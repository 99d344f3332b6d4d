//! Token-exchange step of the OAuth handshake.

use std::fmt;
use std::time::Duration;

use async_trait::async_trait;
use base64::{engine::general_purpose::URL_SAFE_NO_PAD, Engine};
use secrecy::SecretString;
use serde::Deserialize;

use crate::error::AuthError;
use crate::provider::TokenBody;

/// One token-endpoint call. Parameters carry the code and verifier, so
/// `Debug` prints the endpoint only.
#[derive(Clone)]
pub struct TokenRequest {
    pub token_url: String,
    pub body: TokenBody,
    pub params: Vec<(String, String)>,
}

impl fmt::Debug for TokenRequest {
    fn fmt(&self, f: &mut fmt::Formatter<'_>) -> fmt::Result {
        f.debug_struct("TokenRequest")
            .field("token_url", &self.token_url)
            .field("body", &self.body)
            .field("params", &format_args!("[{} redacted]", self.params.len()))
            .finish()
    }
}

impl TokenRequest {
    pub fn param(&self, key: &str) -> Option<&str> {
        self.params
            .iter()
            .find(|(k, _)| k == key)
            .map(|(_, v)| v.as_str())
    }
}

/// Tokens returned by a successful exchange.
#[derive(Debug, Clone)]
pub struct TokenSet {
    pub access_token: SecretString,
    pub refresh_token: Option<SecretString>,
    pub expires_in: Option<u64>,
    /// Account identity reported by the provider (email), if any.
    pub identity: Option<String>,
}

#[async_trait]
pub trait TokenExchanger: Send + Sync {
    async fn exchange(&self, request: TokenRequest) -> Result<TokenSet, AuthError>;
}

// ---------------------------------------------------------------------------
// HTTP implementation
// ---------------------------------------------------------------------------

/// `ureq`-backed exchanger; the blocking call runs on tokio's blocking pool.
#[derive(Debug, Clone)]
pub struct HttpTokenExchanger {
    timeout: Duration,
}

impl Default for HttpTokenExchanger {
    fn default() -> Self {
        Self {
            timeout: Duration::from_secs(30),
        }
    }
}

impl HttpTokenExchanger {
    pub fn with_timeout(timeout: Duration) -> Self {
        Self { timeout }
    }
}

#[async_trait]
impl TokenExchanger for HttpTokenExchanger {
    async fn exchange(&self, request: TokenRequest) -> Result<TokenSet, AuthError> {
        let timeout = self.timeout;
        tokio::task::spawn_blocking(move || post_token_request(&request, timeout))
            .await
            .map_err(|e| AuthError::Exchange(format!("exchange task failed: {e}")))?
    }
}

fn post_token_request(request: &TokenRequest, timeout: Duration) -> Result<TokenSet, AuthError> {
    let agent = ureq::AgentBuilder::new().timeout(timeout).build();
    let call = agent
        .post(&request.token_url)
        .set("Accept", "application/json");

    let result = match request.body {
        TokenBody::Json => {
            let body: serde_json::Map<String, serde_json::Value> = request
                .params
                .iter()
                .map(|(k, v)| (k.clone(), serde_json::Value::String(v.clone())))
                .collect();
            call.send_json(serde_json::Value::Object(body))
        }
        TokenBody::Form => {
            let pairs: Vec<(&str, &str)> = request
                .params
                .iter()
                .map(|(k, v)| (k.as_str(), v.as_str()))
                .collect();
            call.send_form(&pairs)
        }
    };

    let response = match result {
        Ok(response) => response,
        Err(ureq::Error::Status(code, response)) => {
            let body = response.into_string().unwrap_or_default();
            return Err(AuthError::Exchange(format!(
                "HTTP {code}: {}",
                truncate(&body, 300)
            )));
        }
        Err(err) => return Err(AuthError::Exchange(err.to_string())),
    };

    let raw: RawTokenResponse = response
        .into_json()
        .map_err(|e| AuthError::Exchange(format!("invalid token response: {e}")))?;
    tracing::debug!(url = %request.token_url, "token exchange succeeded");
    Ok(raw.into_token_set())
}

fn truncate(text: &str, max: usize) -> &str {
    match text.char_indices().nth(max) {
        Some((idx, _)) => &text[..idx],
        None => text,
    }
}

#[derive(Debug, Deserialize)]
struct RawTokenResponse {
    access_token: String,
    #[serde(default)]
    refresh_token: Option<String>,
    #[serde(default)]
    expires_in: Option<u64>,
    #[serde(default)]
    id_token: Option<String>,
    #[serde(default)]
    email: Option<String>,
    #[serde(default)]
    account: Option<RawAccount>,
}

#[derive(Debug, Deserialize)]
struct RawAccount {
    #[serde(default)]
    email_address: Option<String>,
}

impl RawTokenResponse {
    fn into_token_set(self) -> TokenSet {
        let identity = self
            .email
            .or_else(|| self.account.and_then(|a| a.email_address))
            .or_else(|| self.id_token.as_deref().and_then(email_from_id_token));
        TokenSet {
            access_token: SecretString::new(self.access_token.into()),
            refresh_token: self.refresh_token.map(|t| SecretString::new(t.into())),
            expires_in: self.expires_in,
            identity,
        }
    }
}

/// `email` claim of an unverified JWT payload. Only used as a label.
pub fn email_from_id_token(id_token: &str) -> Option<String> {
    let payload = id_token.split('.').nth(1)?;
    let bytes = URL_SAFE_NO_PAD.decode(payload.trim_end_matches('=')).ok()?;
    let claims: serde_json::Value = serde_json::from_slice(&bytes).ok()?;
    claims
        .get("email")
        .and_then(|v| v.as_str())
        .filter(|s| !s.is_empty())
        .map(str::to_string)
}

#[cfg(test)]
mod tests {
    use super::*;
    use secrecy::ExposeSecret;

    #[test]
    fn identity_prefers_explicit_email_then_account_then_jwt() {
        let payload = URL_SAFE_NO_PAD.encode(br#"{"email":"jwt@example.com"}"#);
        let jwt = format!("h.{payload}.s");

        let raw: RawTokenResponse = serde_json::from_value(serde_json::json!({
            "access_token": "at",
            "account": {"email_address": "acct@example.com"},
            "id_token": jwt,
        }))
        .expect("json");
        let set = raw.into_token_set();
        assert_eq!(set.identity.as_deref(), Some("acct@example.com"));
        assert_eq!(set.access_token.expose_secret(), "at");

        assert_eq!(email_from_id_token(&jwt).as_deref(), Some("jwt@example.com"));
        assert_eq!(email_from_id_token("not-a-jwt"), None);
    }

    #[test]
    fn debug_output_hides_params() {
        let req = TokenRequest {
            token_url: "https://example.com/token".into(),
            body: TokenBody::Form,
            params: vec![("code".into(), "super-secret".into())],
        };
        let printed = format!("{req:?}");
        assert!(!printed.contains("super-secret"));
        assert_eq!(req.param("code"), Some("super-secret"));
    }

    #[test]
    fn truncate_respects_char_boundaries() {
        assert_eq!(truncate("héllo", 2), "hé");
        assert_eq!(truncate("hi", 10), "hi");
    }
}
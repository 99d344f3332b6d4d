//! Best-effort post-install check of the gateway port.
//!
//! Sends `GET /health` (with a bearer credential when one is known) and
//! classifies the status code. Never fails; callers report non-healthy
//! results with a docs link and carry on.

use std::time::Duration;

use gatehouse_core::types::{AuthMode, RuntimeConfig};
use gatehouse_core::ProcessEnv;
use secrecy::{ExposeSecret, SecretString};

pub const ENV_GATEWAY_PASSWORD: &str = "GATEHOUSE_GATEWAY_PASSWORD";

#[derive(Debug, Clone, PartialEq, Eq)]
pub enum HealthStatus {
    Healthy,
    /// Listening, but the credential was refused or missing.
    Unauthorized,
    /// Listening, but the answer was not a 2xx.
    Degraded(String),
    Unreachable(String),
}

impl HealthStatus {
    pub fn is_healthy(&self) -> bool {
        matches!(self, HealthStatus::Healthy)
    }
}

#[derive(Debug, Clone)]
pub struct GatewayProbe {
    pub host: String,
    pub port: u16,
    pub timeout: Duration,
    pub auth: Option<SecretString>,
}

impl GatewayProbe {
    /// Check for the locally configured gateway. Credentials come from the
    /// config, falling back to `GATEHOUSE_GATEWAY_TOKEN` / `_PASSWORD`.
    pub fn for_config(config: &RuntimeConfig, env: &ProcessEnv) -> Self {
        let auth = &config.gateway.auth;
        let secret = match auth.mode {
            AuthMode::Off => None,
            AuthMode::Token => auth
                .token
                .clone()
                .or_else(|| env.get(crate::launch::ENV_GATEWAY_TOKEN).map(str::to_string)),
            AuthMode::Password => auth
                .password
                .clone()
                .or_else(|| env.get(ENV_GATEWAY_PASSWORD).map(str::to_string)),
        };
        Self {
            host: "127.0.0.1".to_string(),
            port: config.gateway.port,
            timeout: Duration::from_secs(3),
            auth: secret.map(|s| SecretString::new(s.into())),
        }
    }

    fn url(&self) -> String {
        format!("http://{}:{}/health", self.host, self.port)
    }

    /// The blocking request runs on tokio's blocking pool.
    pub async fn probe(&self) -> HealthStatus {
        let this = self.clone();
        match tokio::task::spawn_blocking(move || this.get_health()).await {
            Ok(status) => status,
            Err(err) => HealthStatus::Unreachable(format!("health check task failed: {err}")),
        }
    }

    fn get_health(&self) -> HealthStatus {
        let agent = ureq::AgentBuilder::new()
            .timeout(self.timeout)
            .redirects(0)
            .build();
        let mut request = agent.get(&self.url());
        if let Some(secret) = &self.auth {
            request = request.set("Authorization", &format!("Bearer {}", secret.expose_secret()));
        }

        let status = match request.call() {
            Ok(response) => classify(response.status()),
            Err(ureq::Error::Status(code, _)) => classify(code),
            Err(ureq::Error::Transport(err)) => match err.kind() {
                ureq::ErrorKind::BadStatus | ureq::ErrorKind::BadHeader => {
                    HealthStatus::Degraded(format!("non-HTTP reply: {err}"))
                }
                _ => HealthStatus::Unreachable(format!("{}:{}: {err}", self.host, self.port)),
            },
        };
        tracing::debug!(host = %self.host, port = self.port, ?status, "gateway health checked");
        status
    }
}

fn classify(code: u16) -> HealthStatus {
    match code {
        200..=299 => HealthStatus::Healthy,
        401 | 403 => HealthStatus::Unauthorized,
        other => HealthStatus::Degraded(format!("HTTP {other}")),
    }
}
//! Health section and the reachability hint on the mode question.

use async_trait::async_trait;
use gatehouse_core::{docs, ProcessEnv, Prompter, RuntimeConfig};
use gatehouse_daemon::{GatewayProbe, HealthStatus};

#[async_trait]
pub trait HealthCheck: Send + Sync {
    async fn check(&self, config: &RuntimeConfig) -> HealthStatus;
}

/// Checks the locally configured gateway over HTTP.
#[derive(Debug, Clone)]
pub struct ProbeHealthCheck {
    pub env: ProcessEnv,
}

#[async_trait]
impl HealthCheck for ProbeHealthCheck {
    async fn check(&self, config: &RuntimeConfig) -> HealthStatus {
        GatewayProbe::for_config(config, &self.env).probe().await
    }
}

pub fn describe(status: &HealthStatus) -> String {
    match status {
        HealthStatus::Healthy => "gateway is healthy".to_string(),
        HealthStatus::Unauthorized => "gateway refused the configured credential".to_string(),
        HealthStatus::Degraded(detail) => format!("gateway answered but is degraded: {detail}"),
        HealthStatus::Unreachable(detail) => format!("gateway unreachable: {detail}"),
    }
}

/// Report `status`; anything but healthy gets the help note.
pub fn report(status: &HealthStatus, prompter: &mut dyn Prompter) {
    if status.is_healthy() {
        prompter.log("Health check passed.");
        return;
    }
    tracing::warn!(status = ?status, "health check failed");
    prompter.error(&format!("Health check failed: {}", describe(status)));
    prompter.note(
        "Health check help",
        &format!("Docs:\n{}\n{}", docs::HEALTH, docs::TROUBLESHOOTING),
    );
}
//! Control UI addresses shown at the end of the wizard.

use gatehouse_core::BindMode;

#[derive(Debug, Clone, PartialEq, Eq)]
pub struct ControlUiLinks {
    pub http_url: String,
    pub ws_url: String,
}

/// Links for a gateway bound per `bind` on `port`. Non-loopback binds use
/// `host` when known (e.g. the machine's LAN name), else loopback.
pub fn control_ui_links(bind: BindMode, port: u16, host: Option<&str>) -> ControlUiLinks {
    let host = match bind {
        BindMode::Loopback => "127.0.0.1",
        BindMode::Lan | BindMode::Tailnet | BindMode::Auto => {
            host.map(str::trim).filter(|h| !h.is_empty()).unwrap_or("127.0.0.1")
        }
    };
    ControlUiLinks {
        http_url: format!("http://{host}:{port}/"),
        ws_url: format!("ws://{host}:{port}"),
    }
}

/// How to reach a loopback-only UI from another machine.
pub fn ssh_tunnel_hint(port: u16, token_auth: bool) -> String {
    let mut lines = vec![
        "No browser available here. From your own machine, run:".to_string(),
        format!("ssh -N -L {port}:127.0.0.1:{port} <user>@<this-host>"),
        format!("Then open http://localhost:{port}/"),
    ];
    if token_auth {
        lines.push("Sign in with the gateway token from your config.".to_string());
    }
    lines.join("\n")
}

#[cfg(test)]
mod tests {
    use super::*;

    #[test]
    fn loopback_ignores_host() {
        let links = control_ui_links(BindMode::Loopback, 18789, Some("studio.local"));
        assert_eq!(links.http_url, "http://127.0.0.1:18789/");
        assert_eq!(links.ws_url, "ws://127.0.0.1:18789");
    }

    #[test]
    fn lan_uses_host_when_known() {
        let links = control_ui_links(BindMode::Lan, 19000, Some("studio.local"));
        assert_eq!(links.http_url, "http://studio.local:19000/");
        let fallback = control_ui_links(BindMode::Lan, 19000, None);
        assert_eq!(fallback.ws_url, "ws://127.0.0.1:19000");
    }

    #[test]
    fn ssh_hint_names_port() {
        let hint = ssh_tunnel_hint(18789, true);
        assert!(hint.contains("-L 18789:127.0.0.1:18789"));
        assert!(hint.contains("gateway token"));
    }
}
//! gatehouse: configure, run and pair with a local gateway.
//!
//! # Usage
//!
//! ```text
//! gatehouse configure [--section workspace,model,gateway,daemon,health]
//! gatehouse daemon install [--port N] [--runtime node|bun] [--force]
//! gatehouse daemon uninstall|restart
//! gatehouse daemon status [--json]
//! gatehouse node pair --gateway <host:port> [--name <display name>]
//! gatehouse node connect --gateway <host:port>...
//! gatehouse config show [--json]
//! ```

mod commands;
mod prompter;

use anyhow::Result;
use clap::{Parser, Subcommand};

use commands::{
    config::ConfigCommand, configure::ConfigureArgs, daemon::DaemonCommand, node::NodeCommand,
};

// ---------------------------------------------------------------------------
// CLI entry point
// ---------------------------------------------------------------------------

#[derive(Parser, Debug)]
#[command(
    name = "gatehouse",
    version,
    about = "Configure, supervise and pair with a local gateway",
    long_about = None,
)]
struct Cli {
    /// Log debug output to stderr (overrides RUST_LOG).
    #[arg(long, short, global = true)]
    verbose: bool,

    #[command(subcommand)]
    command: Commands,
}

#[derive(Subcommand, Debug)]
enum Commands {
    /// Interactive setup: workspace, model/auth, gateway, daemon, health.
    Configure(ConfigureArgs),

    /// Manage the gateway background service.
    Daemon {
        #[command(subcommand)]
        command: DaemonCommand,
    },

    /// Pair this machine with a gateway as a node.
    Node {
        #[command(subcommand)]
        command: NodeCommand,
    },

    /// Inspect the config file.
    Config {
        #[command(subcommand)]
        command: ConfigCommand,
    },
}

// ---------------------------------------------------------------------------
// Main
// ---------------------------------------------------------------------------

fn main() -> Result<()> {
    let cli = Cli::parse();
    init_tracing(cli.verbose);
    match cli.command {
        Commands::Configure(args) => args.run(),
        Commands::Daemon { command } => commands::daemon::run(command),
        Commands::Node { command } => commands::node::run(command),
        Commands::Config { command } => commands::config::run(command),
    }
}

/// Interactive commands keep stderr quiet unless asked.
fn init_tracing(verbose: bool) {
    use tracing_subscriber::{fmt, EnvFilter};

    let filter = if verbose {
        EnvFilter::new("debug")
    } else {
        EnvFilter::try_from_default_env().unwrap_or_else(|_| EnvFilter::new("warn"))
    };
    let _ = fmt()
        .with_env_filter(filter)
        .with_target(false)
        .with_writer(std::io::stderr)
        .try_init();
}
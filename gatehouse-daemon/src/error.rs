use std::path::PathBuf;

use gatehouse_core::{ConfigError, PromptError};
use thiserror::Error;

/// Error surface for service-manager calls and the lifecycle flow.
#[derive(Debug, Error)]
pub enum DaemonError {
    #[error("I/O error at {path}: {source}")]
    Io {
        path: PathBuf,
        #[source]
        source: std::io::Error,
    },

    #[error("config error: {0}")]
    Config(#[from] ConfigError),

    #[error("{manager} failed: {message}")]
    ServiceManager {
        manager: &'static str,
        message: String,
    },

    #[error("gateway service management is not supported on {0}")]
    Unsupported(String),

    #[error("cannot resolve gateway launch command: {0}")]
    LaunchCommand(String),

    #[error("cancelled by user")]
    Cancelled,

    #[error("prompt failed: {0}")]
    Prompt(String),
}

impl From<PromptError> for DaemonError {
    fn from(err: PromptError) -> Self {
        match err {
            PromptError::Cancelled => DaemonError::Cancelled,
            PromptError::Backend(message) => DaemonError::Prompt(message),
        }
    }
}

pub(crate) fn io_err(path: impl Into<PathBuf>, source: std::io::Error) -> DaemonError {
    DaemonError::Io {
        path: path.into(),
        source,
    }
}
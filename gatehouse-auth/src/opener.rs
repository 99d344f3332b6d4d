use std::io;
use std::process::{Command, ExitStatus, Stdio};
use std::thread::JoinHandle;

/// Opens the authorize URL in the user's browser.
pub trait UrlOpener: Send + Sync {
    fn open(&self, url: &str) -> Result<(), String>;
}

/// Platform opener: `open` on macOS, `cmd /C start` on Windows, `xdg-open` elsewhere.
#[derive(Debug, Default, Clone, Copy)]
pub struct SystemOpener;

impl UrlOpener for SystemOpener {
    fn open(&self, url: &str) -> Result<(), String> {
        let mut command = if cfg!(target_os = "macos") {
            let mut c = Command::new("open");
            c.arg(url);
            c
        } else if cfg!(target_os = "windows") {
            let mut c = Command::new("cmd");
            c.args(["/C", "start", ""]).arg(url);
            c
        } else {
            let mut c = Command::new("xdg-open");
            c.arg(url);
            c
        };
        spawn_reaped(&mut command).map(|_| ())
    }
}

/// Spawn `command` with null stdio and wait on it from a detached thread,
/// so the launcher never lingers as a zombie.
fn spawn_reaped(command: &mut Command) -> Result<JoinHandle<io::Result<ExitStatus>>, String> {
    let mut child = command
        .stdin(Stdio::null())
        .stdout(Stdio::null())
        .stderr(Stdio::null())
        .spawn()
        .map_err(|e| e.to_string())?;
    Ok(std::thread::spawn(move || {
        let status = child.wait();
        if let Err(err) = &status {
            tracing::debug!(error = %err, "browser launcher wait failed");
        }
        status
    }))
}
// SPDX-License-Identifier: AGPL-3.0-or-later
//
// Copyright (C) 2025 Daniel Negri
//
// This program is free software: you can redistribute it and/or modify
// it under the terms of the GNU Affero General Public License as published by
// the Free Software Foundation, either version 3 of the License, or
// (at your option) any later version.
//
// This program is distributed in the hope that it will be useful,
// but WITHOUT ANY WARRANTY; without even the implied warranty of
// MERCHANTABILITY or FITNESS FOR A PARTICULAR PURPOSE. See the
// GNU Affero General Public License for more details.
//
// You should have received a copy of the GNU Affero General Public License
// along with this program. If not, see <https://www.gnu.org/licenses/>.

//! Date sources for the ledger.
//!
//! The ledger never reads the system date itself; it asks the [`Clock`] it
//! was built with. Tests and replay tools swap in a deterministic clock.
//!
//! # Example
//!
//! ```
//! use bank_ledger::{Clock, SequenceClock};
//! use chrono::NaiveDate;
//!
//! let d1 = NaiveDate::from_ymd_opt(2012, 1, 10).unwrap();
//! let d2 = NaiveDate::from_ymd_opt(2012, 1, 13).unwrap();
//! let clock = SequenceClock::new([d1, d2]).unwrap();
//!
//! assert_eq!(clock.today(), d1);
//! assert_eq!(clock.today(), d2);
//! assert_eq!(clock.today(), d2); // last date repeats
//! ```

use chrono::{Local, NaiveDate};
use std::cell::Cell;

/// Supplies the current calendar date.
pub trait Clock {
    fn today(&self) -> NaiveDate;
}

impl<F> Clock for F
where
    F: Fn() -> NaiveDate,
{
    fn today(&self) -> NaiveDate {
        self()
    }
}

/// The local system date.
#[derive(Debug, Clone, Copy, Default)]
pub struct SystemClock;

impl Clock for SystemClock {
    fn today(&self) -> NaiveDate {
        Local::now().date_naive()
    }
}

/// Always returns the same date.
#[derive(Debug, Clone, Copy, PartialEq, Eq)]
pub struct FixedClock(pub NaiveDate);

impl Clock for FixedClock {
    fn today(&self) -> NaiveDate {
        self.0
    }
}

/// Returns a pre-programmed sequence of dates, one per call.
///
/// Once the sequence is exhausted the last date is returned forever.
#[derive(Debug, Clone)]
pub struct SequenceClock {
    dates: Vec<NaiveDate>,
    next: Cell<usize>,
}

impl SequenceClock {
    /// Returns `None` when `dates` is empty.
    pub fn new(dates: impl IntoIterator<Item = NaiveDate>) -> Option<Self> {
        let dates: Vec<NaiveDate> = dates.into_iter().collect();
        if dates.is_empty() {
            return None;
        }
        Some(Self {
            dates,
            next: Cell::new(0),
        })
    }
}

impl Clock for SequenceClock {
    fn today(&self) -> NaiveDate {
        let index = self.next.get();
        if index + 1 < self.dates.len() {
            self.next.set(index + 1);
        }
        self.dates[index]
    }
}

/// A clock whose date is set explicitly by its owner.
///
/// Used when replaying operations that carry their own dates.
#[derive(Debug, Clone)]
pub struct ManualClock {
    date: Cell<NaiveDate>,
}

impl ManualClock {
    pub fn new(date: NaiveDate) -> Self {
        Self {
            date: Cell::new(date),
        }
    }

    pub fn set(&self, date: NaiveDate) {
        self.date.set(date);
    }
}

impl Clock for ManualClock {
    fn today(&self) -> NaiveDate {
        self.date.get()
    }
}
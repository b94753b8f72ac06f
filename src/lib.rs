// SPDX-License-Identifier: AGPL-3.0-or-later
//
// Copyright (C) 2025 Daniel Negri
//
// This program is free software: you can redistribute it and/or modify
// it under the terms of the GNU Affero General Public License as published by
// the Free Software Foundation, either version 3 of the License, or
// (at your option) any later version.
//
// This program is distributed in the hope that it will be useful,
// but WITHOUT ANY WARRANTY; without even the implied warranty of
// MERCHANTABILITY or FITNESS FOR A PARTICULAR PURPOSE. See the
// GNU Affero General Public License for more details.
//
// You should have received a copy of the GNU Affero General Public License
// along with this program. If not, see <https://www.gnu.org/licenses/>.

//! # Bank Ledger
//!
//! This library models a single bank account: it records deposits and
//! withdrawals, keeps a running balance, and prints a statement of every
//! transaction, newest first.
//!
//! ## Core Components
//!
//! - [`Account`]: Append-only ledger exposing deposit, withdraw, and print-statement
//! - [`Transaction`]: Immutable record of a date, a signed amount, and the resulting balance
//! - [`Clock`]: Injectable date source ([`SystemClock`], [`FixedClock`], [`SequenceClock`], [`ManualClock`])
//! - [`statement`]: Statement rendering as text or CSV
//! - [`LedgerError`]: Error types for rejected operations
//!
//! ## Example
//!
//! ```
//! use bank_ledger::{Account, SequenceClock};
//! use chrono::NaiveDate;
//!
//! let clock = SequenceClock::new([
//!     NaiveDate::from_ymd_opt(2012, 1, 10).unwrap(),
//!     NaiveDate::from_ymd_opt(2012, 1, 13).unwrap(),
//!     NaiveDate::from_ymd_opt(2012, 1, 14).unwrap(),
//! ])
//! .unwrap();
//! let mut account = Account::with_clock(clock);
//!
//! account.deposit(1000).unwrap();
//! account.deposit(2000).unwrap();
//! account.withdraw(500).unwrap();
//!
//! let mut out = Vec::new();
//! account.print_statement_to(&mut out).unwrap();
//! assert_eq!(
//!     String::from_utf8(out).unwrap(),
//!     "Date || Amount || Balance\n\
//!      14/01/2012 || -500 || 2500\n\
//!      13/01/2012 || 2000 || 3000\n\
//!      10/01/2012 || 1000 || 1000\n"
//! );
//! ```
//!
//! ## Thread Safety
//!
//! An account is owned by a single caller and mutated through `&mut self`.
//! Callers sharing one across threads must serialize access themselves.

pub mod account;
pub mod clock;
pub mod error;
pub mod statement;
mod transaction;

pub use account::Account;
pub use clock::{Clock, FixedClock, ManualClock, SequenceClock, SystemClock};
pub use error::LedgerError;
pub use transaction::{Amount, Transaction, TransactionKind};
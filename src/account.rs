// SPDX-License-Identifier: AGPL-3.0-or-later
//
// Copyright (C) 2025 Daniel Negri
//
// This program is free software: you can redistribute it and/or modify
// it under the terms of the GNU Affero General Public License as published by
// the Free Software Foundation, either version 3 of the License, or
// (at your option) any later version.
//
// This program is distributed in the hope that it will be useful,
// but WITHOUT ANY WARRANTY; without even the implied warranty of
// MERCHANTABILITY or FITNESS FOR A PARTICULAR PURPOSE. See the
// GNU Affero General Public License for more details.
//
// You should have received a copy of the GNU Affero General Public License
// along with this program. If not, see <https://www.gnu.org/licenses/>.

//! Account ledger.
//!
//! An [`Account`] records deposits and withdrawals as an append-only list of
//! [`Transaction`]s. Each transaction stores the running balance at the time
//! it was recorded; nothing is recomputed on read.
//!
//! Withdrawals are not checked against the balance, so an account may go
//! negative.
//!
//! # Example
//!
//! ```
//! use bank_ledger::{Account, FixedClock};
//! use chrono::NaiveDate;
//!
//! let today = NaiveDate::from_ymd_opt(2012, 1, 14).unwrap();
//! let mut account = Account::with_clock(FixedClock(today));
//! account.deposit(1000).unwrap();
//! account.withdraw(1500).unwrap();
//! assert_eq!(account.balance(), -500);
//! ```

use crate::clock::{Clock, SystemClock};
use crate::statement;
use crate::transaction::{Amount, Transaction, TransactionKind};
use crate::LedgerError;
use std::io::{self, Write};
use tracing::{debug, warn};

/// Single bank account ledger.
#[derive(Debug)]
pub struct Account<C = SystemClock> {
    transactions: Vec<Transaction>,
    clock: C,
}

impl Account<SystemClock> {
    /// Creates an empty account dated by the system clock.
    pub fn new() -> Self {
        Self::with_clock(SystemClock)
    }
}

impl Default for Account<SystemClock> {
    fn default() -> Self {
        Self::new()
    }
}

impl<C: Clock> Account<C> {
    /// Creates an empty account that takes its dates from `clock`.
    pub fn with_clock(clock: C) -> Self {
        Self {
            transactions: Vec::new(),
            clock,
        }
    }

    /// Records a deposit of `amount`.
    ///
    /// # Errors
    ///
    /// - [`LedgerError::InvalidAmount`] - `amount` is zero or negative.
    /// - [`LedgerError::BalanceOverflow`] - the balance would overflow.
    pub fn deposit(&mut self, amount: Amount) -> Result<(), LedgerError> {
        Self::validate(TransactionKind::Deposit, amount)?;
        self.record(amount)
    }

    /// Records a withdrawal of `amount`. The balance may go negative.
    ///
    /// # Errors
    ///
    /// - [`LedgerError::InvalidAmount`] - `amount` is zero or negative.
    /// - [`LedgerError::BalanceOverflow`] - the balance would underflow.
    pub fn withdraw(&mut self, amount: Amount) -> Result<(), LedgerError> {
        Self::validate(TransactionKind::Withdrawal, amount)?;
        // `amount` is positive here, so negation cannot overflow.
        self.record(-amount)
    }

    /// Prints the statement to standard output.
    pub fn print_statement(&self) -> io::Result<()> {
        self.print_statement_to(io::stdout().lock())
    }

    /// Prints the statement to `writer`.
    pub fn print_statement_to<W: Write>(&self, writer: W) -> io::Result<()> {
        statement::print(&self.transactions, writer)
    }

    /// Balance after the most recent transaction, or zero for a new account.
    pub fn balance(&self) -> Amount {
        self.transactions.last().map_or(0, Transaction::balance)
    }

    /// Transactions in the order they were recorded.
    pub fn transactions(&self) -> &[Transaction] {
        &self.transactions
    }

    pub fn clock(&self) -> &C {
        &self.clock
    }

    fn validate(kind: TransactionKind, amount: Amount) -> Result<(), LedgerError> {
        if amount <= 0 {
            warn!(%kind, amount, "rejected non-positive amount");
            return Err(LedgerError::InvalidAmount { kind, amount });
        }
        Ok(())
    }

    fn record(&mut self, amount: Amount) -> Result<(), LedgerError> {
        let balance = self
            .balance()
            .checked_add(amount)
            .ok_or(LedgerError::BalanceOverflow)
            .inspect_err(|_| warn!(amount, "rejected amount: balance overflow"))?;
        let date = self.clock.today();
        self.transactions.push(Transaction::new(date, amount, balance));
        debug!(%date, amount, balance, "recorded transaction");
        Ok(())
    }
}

▸ **EXERCISE REQUIREMENTS**: Set every line down again exactly. Begin with the first line of the entries and finish with the line containing "call runs on tokio's blocking pool.".

▸ **RESPONSE TO THE TASK**:
repository 99d344f3332b6d4d
//! Token-exchange step of the OAuth handshake.

use std::fmt;
use std::time::Duration;

use async_trait::async_trait;
use base64::{engine::general_purpose::URL_SAFE_NO_PAD, Engine};
use secrecy::SecretString;
use serde::Deserialize;

use crate::error::AuthError;
use crate::provider::TokenBody;

/// One token-endpoint call. Parameters carry the code and verifier, so
/// `Debug` prints the endpoint only.
#[derive(Clone)]
pub struct TokenRequest {
    pub token_url: String,
    pub body: TokenBody,
    pub params: Vec<(String, String)>,
}

impl fmt::Debug for TokenRequest {
    fn fmt(&self, f: &mut fmt::Formatter<'_>) -> fmt::Result {
        f.debug_struct("TokenRequest")
            .field("token_url", &self.token_url)
            .field("body", &self.body)
            .field("params", &format_args!("[{} redacted]", self.params.len()))
            .finish()
    }
}

impl TokenRequest {
    pub fn param(&self, key: &str) -> Option<&str> {
        self.params
            .iter()
            .find(|(k, _)| k == key)
            .map(|(_, v)| v.as_str())
    }
}

/// Tokens returned by a successful exchange.
#[derive(Debug, Clone)]
pub struct TokenSet {
    pub access_token: SecretString,
    pub refresh_token: Option<SecretString>,
    pub expires_in: Option<u64>,
    /// Account identity reported by the provider (email), if any.
    pub identity: Option<String>,
}

#[async_trait]
pub trait TokenExchanger: Send + Sync {
    async fn exchange(&self, request: TokenRequest) -> Result<TokenSet, AuthError>;
}

// ---------------------------------------------------------------------------
// HTTP implementation
// ---------------------------------------------------------------------------

/// `ureq`-backed exchanger; the blocking call runs on tokio's blocking pool.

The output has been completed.